* WORK REQUEST
From the line with "didn't get one." through the line with "pair that goes", inclusive, return each line of the data below exactly and leave the rest out.

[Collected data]
//! Flag-tagged value encoding (component B).
//!
//! A stored value always travels as `(flags, bytes)`. The flags bitfield
//! records how `bytes` should be turned back into something meaningful:
//! a pickled blob, a textual integer, a textual wide integer, or (when no
//! bit is set) an opaque byte string. Compression, when applied, is layered
//! on top and must always be undone first.

use serde::{de::DeserializeOwned, Serialize};

use crate::error::Error;

/// `bit0` -- the value was serialized by the configured [`Serializer`].
pub const FLAG_PICKLED: u32 = 1 << 0;
/// `bit1` -- the value is a machine-word integer, encoded as decimal text.
pub const FLAG_INTEGER: u32 = 1 << 1;
/// `bit2` -- the value is a wide integer, encoded as decimal text.
pub const FLAG_LONG: u32 = 1 << 2;
/// `bit3` -- the payload was compressed after the tagging below was applied.
pub const FLAG_COMPRESSED: u32 = 1 << 3;

/// Values smaller than this are never compressed, matching upstream
/// memcached clients: the framing overhead isn't worth it below a few
/// header-widths of data.
pub const COMPRESSION_THRESHOLD: usize = 128;

/// The dynamically-typed value a cache operation sends or receives.
///
/// Rust has no runtime `isinstance` check, so unlike the client this crate
/// was modeled on, callers pick the variant explicitly (or rely on the
/// `From` impls below) rather than have it inferred from a value's runtime
/// type. [`Value::Pickled`] carries pre-serialized bytes; use
/// [`Value::pickle`]/[`Value::unpickle`] with a [`Serializer`] to move
/// between it and a concrete type.
#[derive(Debug, Clone, PartialEq)]
pub enum Value {
    /// An opaque byte string, or a UTF-8 string -- both travel with no flags
    /// set and are indistinguishable on the wire.
    Bytes(Vec<u8>),
    /// A machine-word (32-bit-scale) integer.
    Int(i64),
    /// A wide (64-bit-and-up) integer.
    Long(i128),
    /// Bytes produced by the configured [`Serializer`].
    Pickled(Vec<u8>),
}

impl Value {
    pub fn bytes(self) -> Vec<u8> {
        match self {
            Value::Bytes(b) => b,
            Value::Int(i) => i.to_string().into_bytes(),
            Value::Long(i) => i.to_string().into_bytes(),
            Value::Pickled(b) => b,
        }
    }

    pub fn as_str(&self) -> Result<&str, Error> {
        match self {
            Value::Bytes(b) => {
                std::str::from_utf8(b).map_err(|_| crate::protocol::ProtocolError::InvalidUtf8.into())
            }
            _ => Err(crate::protocol::ProtocolError::InvalidUtf8.into()),
        }
    }

    /// Serialize `value` with `serializer` into a [`Value::Pickled`].
    pub fn pickle<T: Serialize, S: Serializer>(value: &T, serializer: &S) -> Result<Self, Error> {
        Ok(Value::Pickled(serializer.serialize(value)?))
    }

    /// Deserialize a [`Value::Pickled`] back into `T`. Any other variant is
    /// an error: the caller asked for a pickled value but didn't get one.
    pub fn unpickle<T: DeserializeOwned, S: Serializer>(&self, serializer: &S) -> Result<T, Error> {
        match self {
            Value::Pickled(b) => serializer.deserialize(b),
            _ => Err(crate::protocol::ProtocolError::InvalidUtf8.into()),
        }
    }

    /// Tag and flatten this value into the `(flags, bytes)` pair that goes
    /// in a storage packet's extras/value, before compression is applied.
    pub(crate) fn encode(&self) -> (u32, Vec<u8>) {
        match self {
            Value::Bytes(b) => (0, b.clone()),
            Value::Int(i) => (FLAG_INTEGER, i.to_string().into_bytes()),
            Value::Long(i) => (FLAG_LONG, i.to_string().into_bytes()),
            Value::Pickled(b) => (FLAG_PICKLED, b.clone()),
        }
    }

    /// The strict inverse of [`Value::encode`]. Compression (if any) must
    /// already have been undone by the caller.
    pub(crate) fn decode(flags: u32, bytes: Vec<u8>) -> Result<Self, Error> {
        if flags & FLAG_INTEGER != 0 {
            let text = std::str::from_utf8(&bytes)
                .map_err(|_| Error::from(crate::protocol::ProtocolError::InvalidUtf8))?;
            let i: i64 = text
                .parse()
                .map_err(|_| Error::from(crate::protocol::ProtocolError::InvalidUtf8))?;
            Ok(Value::Int(i))
        } else if flags & FLAG_LONG != 0 {
            let text = std::str::from_utf8(&bytes)
                .map_err(|_| Error::from(crate::protocol::ProtocolError::InvalidUtf8))?;
            let i: i128 = text
                .parse()
                .map_err(|_| Error::from(crate::protocol::ProtocolError::InvalidUtf8))?;
            Ok(Value::Long(i))
        } else if flags & FLAG_PICKLED != 0 {
            Ok(Value::Pickled(bytes))
        } else {
            Ok(Value::Bytes(bytes))
        }
    }
}

impl From<Vec<u8>> for Value {
    fn from(b: Vec<u8>) -> Self {
        Value::Bytes(b)
    }
}

impl From<&[u8]> for Value {
    fn from(b: &[u8]) -> Self {
        Value::Bytes(b.to_vec())
    }
}

impl From<String> for Value {
    fn from(s: String) -> Self {
        Value::Bytes(s.into_bytes())
    }
}

impl From<&str> for Value {
    fn from(s: &str) -> Self {
        Value::Bytes(s.as_bytes().to_vec())
    }
}

macro_rules! impl_int {
    ($($t:ty),*) => {
        $(
            impl From<$t> for Value {
                fn from(v: $t) -> Self {
                    Value::Int(v as i64)
                }
            }
        )*
    };
}

macro_rules! impl_long {
    ($($t:ty),*) => {
        $(
            impl From<$t> for Value {
                fn from(v: $t) -> Self {
                    Value::Long(v as i128)
                }
            }
        )*
    };
}

// Booleans deliberately have no `From<bool> for Value` impl: the protocol
// this crate speaks forbids a boolean from ever taking the integer-flag
// path, and the easiest way to enforce that is to never give it one.
impl_int!(i8, i16, i32, u8, u16, u32);
impl_long!(i64, u64, i128, u128);

/// A pluggable serializer for values that are neither bytes, text, nor a
/// plain integer. The default, [`BincodeSerializer`], is a compact
/// self-describing encoding; nothing about the wire format or the rest of
/// the codec depends on which one is used; swap it for any `Serialize`-based
/// scheme.
pub trait Serializer: Clone + Send + Sync + 'static {
    fn serialize<T: Serialize>(&self, value: &T) -> Result<Vec<u8>, Error>;
    fn deserialize<T: DeserializeOwned>(&self, bytes: &[u8]) -> Result<T, Error>;
}

/// The default [`Serializer`]: bincode with a fixed-width, big-endian
/// configuration so encoded sizes don't depend on the host's endianness.
#[derive(Debug, Clone, Copy, Default)]
pub struct BincodeSerializer;

impl Serializer for BincodeSerializer {
    fn serialize<T: Serialize>(&self, value: &T) -> Result<Vec<u8>, Error> {
        Ok(bincode::serialize(value)?)
    }

    fn deserialize<T: DeserializeOwned>(&self, bytes: &[u8]) -> Result<T, Error> {
        Ok(bincode::deserialize(bytes)?)
    }
}

#[cfg(test)]
mod tests {
    use super::*;

    #[test]
    fn test_round_trip_bytes() {
        let value = Value::from(b"hello world".to_vec());
        let (flags, bytes) = value.encode();
        assert_eq!(flags, 0);
        assert_eq!(Value::decode(flags, bytes).unwrap(), value);
    }

    #[test]
    fn test_round_trip_int() {
        let value: Value = 42_i32.into();
        let (flags, bytes) = value.encode();
        assert_eq!(flags, FLAG_INTEGER);
        assert_eq!(bytes, b"42");
        assert_eq!(Value::decode(flags, bytes).unwrap(), Value::Int(42));
    }

    #[test]
    fn test_round_trip_long() {
        let value: Value = 9_000_000_000_i64.into();
        let (flags, bytes) = value.encode();
        assert_eq!(flags, FLAG_LONG);
        assert_eq!(Value::decode(flags, bytes).unwrap(), Value::Long(9_000_000_000));
    }

    #[test]
    fn test_round_trip_pickled() {
        let serializer = BincodeSerializer;
        let value = Value::pickle(&vec![1_u32, 2, 3], &serializer).unwrap();
        let (flags, bytes) = value.encode();
        assert_eq!(flags, FLAG_PICKLED);
        let decoded = Value::decode(flags, bytes).unwrap();
        let restored: Vec<u32> = decoded.unpickle(&serializer).unwrap();
        assert_eq!(restored, vec![1, 2, 3]);
    }
}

* WRITTEN ANSWER
    /// an error: the caller asked for a pickled value but didn't get one.
    pub fn unpickle<T: DeserializeOwned, S: Serializer>(&self, serializer: &S) -> Result<T, Error> {
        match self {
            Value::Pickled(b) => serializer.deserialize(b),
            _ => Err(crate::protocol::ProtocolError::InvalidUtf8.into()),
        }
    }

    /// Tag and flatten this value into the `(flags, bytes)` pair that goes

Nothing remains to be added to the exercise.